use std::sync::Arc;

use futures::future::join3;
use tracing::{info, warn};

use crate::config::Config;
use crate::error::{Error, Result};
use crate::host::{HttpRequester, Request, Requester};
use crate::ids::{detect_tag, SourceTag};
use crate::sources::{mimihentai, nhentai, truyengg, SectionSink, SiteSource, Source};
use crate::types::{
    Chapter, ChapterDetails, MangaDetails, PageToken, PagedResults, SearchRequest, Tag, TagSection, Tile,
};

pub const SOURCES_SECTION_ID: &str = "sources";

/// Aggregator owns one adapter per source and exposes them as a single source:
/// per-item calls are routed by id prefix, listings fan out to all three.
pub struct Aggregator {
    truyengg: Arc<dyn Source>,
    mimihentai: Arc<dyn Source>,
    nhentai: Arc<dyn Source>,
}

impl Aggregator {
    /// Build the three site adapters over the default HTTP requester.
    pub fn new(config: &Config) -> Result<Self> {
        let requester: Arc<dyn Requester> = Arc::new(HttpRequester::new(config)?);
        Ok(Self::with_requester(config, requester))
    }

    pub fn with_requester(config: &Config, requester: Arc<dyn Requester>) -> Self {
        let site = |cfg: crate::sources::SiteConfig| -> Arc<dyn Source> {
            let base = config.base_url(cfg.tag);
            Arc::new(SiteSource::new(cfg.with_base_url(base), requester.clone()).with_retries(config.retries()))
        };
        Self::from_sources(site(truyengg::config()), site(mimihentai::config()), site(nhentai::config()))
    }

    pub fn from_sources(truyengg: Arc<dyn Source>, mimihentai: Arc<dyn Source>, nhentai: Arc<dyn Source>) -> Self {
        Self { truyengg, mimihentai, nhentai }
    }

    pub fn source(&self, tag: SourceTag) -> &dyn Source {
        match tag {
            SourceTag::TruyenGG => self.truyengg.as_ref(),
            SourceTag::MimiHentai => self.mimihentai.as_ref(),
            SourceTag::NHentai => self.nhentai.as_ref(),
        }
    }

    fn route(&self, manga_id: &str) -> Result<&dyn Source> {
        detect_tag(manga_id).map(|t| self.source(t)).ok_or_else(|| Error::UnknownSource(manga_id.to_string()))
    }

    pub fn share_url(&self, manga_id: &str) -> Result<String> {
        Ok(self.route(manga_id)?.share_url(manga_id))
    }

    /// Only TruyenGG sits behind an anti-bot challenge.
    pub fn bypass_request(&self) -> Option<Request> {
        self.truyengg.bypass_request()
    }

    /// Runs every source's home sections concurrently against the same sink.
    pub async fn home_sections(&self, sink: &SectionSink<'_>) {
        join3(
            self.truyengg.home_sections(sink),
            self.mimihentai.home_sections(sink),
            self.nhentai.home_sections(sink),
        )
        .await;
    }

    pub async fn manga_details(&self, manga_id: &str) -> Result<MangaDetails> {
        self.route(manga_id)?.manga_details(manga_id).await
    }

    pub async fn chapters(&self, manga_id: &str) -> Result<Vec<Chapter>> {
        self.route(manga_id)?.chapters(manga_id).await
    }

    pub async fn chapter_details(&self, manga_id: &str, chapter_id: &str) -> Result<ChapterDetails> {
        self.route(manga_id)?.chapter_details(manga_id, chapter_id).await
    }

    /// A source tag among the included tags restricts the search to that
    /// source. Otherwise all sources are queried with the same page and their
    /// results concatenated in fixed order; the merged result continues while
    /// any source still reports a next page.
    pub async fn search(&self, query: &SearchRequest, token: Option<PageToken>) -> Result<PagedResults<Tile>> {
        if let Some(tag) = selected_source(query) {
            return self.source(tag).search(query, token).await;
        }

        let page = PageToken::page_or_first(token);
        info!(query = ?query.title, page, "searching all sources");
        let (a, b, c) = join3(
            self.truyengg.search(query, token),
            self.mimihentai.search(query, token),
            self.nhentai.search(query, token),
        )
        .await;

        let mut results = Vec::new();
        let mut more = false;
        for (tag, outcome) in SourceTag::ALL.into_iter().zip([a, b, c]) {
            match outcome {
                Ok(sub) => {
                    more |= sub.next.is_some();
                    results.extend(sub.results);
                }
                Err(e) => warn!(source = %tag, error = %e, "search failed; skipping source"),
            }
        }
        let next = if more { PageToken::after(page) } else { None };
        Ok(PagedResults { results, next })
    }

    /// The synthetic "sources" section first, then each source's own tags.
    pub async fn search_tags(&self) -> Vec<TagSection> {
        let (a, b, c) = join3(
            self.truyengg.search_tags(),
            self.mimihentai.search_tags(),
            self.nhentai.search_tags(),
        )
        .await;
        let mut sections = vec![sources_section()];
        sections.extend(a);
        sections.extend(b);
        sections.extend(c);
        sections
    }
}

fn selected_source(query: &SearchRequest) -> Option<SourceTag> {
    query.included_tags.iter().find_map(|t| SourceTag::ALL.into_iter().find(|s| s.as_str() == t.id))
}

fn sources_section() -> TagSection {
    TagSection {
        id: SOURCES_SECTION_ID.to_string(),
        label: "Sources".to_string(),
        tags: SourceTag::ALL.into_iter().map(|t| Tag::new(t.as_str(), t.display_name())).collect(),
    }
}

▶ **Work request**
Lines that contain the string "HttpRequester" should be copied from the material above.

▶ **Written solution**
use crate::host::{HttpRequester, Request, Requester};
        let requester: Arc<dyn Requester> = Arc::new(HttpRequester::new(config)?);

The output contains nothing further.